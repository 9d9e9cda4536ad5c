//! Shared helpers for unit tests

use crate::config::{Config, EmbeddingModelConfig};
use serde_json::{json, Value};
use std::collections::HashMap;
use std::path::Path;
use std::time::Duration;
use wiremock::{Request, Respond, ResponseTemplate};

/// Deterministic stand-in for Ollama's `/api/embed`.
///
/// Each input gets a vector derived from a hash of its text, unless a fixed
/// vector was registered for it.
#[derive(Debug, Clone)]
pub struct FakeOllamaEmbeddings {
    dimension: usize,
    fixed: HashMap<String, Vec<f32>>,
    delay: Option<Duration>,
}

impl FakeOllamaEmbeddings {
    pub fn new(dimension: usize) -> Self {
        Self {
            dimension,
            fixed: HashMap::new(),
            delay: None,
        }
    }

    /// Hold every response for `delay`
    pub fn with_delay(mut self, delay: Duration) -> Self {
        self.delay = Some(delay);
        self
    }

    pub fn with_vector(mut self, text: &str, vector: Vec<f32>) -> Self {
        self.fixed.insert(text.to_string(), vector);
        self
    }

    pub fn vector_for(&self, text: &str) -> Vec<f32> {
        if let Some(v) = self.fixed.get(text) {
            return v.clone();
        }

        // FNV-1a, then a xorshift stream per dimension
        let mut state = text
            .bytes()
            .fold(0xcbf2_9ce4_8422_2325u64, |h, b| {
                (h ^ b as u64).wrapping_mul(0x0000_0100_0000_01b3)
            })
            | 1;
        (0..self.dimension)
            .map(|_| {
                state ^= state << 13;
                state ^= state >> 7;
                state ^= state << 17;
                (state % 2000) as f32 / 1000.0 - 1.0
            })
            .collect()
    }
}

impl Respond for FakeOllamaEmbeddings {
    fn respond(&self, request: &Request) -> ResponseTemplate {
        let body: Value = match request.body_json() {
            Ok(body) => body,
            Err(_) => return ResponseTemplate::new(400),
        };

        let inputs: Vec<String> = match &body["input"] {
            Value::String(s) => vec![s.clone()],
            Value::Array(items) => items
                .iter()
                .filter_map(|v| v.as_str().map(str::to_string))
                .collect(),
            _ => return ResponseTemplate::new(400),
        };

        let embeddings: Vec<Vec<f32>> = inputs.iter().map(|t| self.vector_for(t)).collect();
        let response = ResponseTemplate::new(200).set_body_json(json!({
            "model": body["model"],
            "embeddings": embeddings,
        }));
        match self.delay {
            Some(delay) => response.set_delay(delay),
            None => response,
        }
    }
}

/// Config rooted at `dir` with one Ollama embedding model per id, all
/// pointing at `endpoint`
pub fn test_config(dir: &Path, endpoint: &str, model_ids: &[&str]) -> Config {
    let mut config = Config::default();
    config.embedding_models = model_ids
        .iter()
        .map(|id| {
            let mut options = toml::Table::new();
            options.insert(
                "endpoint".to_string(),
                toml::Value::String(endpoint.to_string()),
            );
            EmbeddingModelConfig {
                id: id.to_string(),
                provider: "ollama".to_string(),
                timeout_secs: 5,
                options,
            }
        })
        .collect();
    config.init_paths(dir.to_path_buf(), dir.join("config.toml"));
    config
}
impl AnnGraph {
    /// Create an empty graph that will save to `path`
    pub fn new(model_id: impl Into<String>, path: impl Into<PathBuf>, settings: GraphSettings) -> Self {
        Self {
            model_id: model_id.into(),
            path: path.into(),
            settings,
            state: Mutex::new(GraphState::new(settings.metric, None)),
        }
    }

    /// Load a graph from its save file. A missing or unreadable file is an error.
    pub fn load(model_id: impl Into<String>, path: impl Into<PathBuf>, settings: GraphSettings) -> Result<Self> {
        let model_id = model_id.into();
        let path = path.into();

        let bytes = std::fs::read(&path).map_err(|e| {
            Error::Index(format!(
                "cannot read ANN file for model '{}' at {}: {}",
                model_id,
                path.display(),
                e
            ))
        })?;

        let file: GraphFile = bincode::deserialize(&bytes)?;
        if file.version != FILE_VERSION {
            return Err(Error::Index(format!(
                "unsupported ANN file version {} in {}",
                file.version,
                path.display()
            )));
        }

        if file.metric != settings.metric {
            warn!(
                "ANN file {} was built with {} distance; rebuilding with {}",
                path.display(),
                file.metric,
                settings.metric
            );
        }

        let mut state = GraphState::new(settings.metric, file.dimension);
        for (key, vector) in file.entries {
            if Some(vector.len()) != file.dimension {
                return Err(Error::Index(format!(
                    "corrupt ANN file {}: vector for '{}' has {} dimensions",
                    path.display(),
                    key,
                    vector.len()
                )));
            }
            state.insert(key, vector);
        }

        info!(
            "Loaded ANN graph '{}' with {} nodes from {:?}",
            model_id,
            state.keys.len(),
            path
        );

        Ok(Self {
            model_id,
            path,
            settings,
            state: Mutex::new(state),
        })
    }

    /// Write an empty save file if none exists. Returns true when a file was created.
    pub fn init_file(path: &Path, metric: Metric) -> Result<bool> {
        if path.exists() {
            return Ok(false);
        }

        let file = GraphFile {
            version: FILE_VERSION,
            metric,
            dimension: None,
            entries: Vec::new(),
        };
        write_atomic(path, &bincode::serialize(&file)?)?;
        Ok(true)
    }

    pub fn model_id(&self) -> &str {
        &self.model_id
    }

    pub fn path(&self) -> &Path {
        &self.path
    }

    /// Vector dimension, fixed by the first insert
    pub fn dimension(&self) -> Option<usize> {
        self.lock().dimension
    }

    /// Number of live nodes
    pub fn len(&self) -> usize {
        self.lock().keys.len()
    }

    pub fn is_empty(&self) -> bool {
        self.len() == 0
    }

    pub fn tombstone_count(&self) -> usize {
        self.lock().tombstones.len()
    }

    pub fn contains(&self, chunk_id: &str) -> bool {
        self.lock().keys.contains_key(chunk_id)
    }

    /// Insert a node, replacing any existing node with the same id
    pub fn add(&self, chunk_id: &str, vector: Vec<f32>) -> Result<()> {
        let mut state = self.lock();

        match state.dimension {
            Some(dim) if dim != vector.len() => {
                return Err(Error::Validation(format!(
                    "model '{}' expects {}-dimensional vectors, got {}",
                    self.model_id,
                    dim,
                    vector.len()
                )));
            }
            Some(_) => {}
            None => state.dimension = Some(vector.len()),
        }

        state.insert(chunk_id.to_string(), vector);
        self.maybe_compact(&mut state);
        Ok(())
    }

    /// Remove a node. Absence is logged, never an error.
    pub fn delete(&self, chunk_id: &str) -> bool {
        let mut state = self.lock();

        let Some(slot) = state.keys.remove(chunk_id) else {
            warn!(
                "ANN graph '{}' has no node for chunk {}",
                self.model_id, chunk_id
            );
            return false;
        };

        state.slots[slot] = None;
        state.tombstones.insert(slot);
        self.maybe_compact(&mut state);
        true
    }

    /// Up to `k` nearest live nodes as `(chunk_id, distance)`, ascending by distance
    pub fn search(&self, query: &[f32], k: usize) -> Result<Vec<(String, f32)>> {
        let mut state = self.lock();

        if k == 0 || state.keys.is_empty() {
            return Ok(Vec::new());
        }

        if let Some(dim) = state.dimension {
            if dim != query.len() {
                return Err(Error::Validation(format!(
                    "query has {} dimensions, model '{}' expects {}",
                    query.len(),
                    self.model_id,
                    dim
                )));
            }
        }

        // Over-fetch so tombstoned hits can be dropped without starving the result
        let want = (k + state.tombstones.len()).min(state.slots.len());
        let ef = (want * 2).max(self.settings.ef_search);
        let mut neighbors = vec![
            Neighbor {
                index: !0,
                distance: !0
            };
            want
        ];

        let query_box: Box<[f32]> = query.to_vec().into_boxed_slice();
        let GraphState {
            index,
            searcher,
            slots,
            ..
        } = &mut *state;
        let found = index.nearest(&query_box, ef, searcher, &mut neighbors);

        let mut results: Vec<(String, f32)> = found
            .iter()
            .filter(|n| n.index != !0)
            .filter_map(|n| {
                slots
                    .get(n.index)
                    .and_then(|key| key.clone())
                    .map(|key| (key, f32::from_bits(n.distance)))
            })
            .collect();

        results.sort_by(|a, b| a.1.total_cmp(&b.1));
        results.truncate(k);
        Ok(results)
    }

    /// Build a fresh graph from `rows` and swap it in as one step.
    ///
    /// The build runs without the lock, so searches keep seeing the old
    /// nodes until the swap. Rows whose dimension disagrees with the first
    /// row are skipped. Returns the new node count.
    pub fn replace(&self, rows: impl IntoIterator<Item = (String, Vec<f32>)>) -> usize {
        let mut fresh = GraphState::new(self.settings.metric, None);
        for (key, vector) in rows {
            match fresh.dimension {
                Some(dim) if dim != vector.len() => {
                    warn!(
                        "Skipping chunk {} while rebuilding '{}': {} dimensions, expected {}",
                        key,
                        self.model_id,
                        vector.len(),
                        dim
                    );
                    continue;
                }
                Some(_) => {}
                None => fresh.dimension = Some(vector.len()),
            }
            fresh.insert(key, vector);
        }

        let count = fresh.keys.len();
        *self.lock() = fresh;
        count
    }

    /// Persist the live nodes to the save file
    pub fn save(&self) -> Result<()> {
        let file = {
            let state = self.lock();
            GraphFile {
                version: FILE_VERSION,
                metric: self.settings.metric,
                dimension: state.dimension,
                entries: state.live_entries(),
            }
        };

        let bytes = bincode::serialize(&file)?;
        write_atomic(&self.path, &bytes)?;
        debug!(
            "Saved ANN graph '{}' ({} nodes) to {:?}",
            self.model_id,
            file.entries.len(),
            self.path
        );
        Ok(())
    }

    fn maybe_compact(&self, state: &mut GraphState) {
        let total = state.slots.len();
        if total == 0 || state.tombstones.is_empty() {
            return;
        }

        let ratio = state.tombstones.len() as f64 / total as f64;
        if ratio > self.settings.compaction_ratio {
            debug!(
                "Compacting ANN graph '{}': {} tombstones / {} slots",
                self.model_id,
                state.tombstones.len(),
                total
            );
            self.rebuild_locked(state);
        }
    }

    fn rebuild_locked(&self, state: &mut GraphState) {
        let entries = state.live_entries();
        let dimension = state.dimension;
        *state = GraphState::new(self.settings.metric, dimension);
        for (key, vector) in entries {
            state.insert(key, vector);
        }
    }

    fn lock(&self) -> MutexGuard<'_, GraphState> {
        self.state.lock().unwrap_or_else(|e| e.into_inner())
    }
}
//! Text analysis for the lexical index
//!
//! - `tokenize`: mixed CJK/Latin segmentation with optional stop-word filtering
//! - `normalize`: per-token Unicode and script folding
//!
//! [`TextAnalyzer`] combines both into the derived `seg_content` field.

mod normalize;
mod tokenize;

pub use normalize::{Normalizer, NormalizerOptions};
pub use tokenize::Tokenizer;

use crate::error::Result;
use serde::{Deserialize, Serialize};

/// Text analysis settings (`[text]` in the config file)
#[derive(Debug, Clone, Copy, Default, PartialEq, Eq, Serialize, Deserialize)]
pub struct TextOptions {
    #[serde(default)]
    pub jp2t: bool,

    #[serde(default)]
    pub t2s: bool,

    #[serde(default)]
    pub filter_stop_words: bool,
}

/// Tokenizer plus normalizer, shared by every write path
#[derive(Debug)]
pub struct TextAnalyzer {
    tokenizer: Tokenizer,
    normalizer: Normalizer,
}

impl TextAnalyzer {
    pub fn new(options: TextOptions) -> Result<Self> {
        let normalizer = Normalizer::new(NormalizerOptions {
            jp2t: options.jp2t,
            t2s: options.t2s,
        })?;

        Ok(Self {
            tokenizer: Tokenizer::new(options.filter_stop_words),
            normalizer,
        })
    }

    /// Raw tokens followed by their normalized forms, space-joined.
    ///
    /// Both forms are kept so lexical matching sees the original spelling
    /// as well as the folded one.
    pub fn seg_content(&self, text: &str) -> String {
        let raw = self.tokenizer.tokenize(text);
        let normalized: Vec<String> = raw.iter().map(|t| self.normalizer.normalize(t)).collect();

        raw.into_iter()
            .chain(normalized)
            .collect::<Vec<_>>()
            .join(" ")
    }
}

#[cfg(test)]
mod tests {
    use super::*;

    #[test]
    fn test_seg_content_keeps_raw_then_normalized() {
        let analyzer = TextAnalyzer::new(TextOptions::default()).unwrap();
        assert_eq!(
            analyzer.seg_content("The Quick fox"),
            "The Quick fox the quick fox"
        );
    }

    #[test]
    fn test_seg_content_empty() {
        let analyzer = TextAnalyzer::new(TextOptions::default()).unwrap();
        assert_eq!(analyzer.seg_content(""), "");
    }

    #[test]
    fn test_seg_content_folds_scripts() {
        let analyzer = TextAnalyzer::new(TextOptions {
            jp2t: true,
            t2s: true,
            filter_stop_words: false,
        })
        .unwrap();
        let seg = analyzer.seg_content("HELLO 檢索");
        assert!(seg.starts_with("HELLO "));
        assert!(seg.contains("hello"));
        assert!(seg.contains('檢'));
        assert!(seg.contains('检'));
    }

    #[test]
    fn test_seg_content_deterministic() {
        let analyzer = TextAnalyzer::new(TextOptions {
            jp2t: true,
            t2s: true,
            filter_stop_words: true,
        })
        .unwrap();
        let text = "日本国の検索エンジン and 繁體中文 search";
        let first = analyzer.seg_content(text);
        for _ in 0..5 {
            assert_eq!(analyzer.seg_content(text), first);
        }
    }
}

▶ _Task brief_
Take from the listing above each line containing "ResponseTemplate".

▶ _Answer to this problem_
use wiremock::{Request, Respond, ResponseTemplate};
    fn respond(&self, request: &Request) -> ResponseTemplate {
            Err(_) => return ResponseTemplate::new(400),
            _ => return ResponseTemplate::new(400),
        let response = ResponseTemplate::new(200).set_body_json(json!({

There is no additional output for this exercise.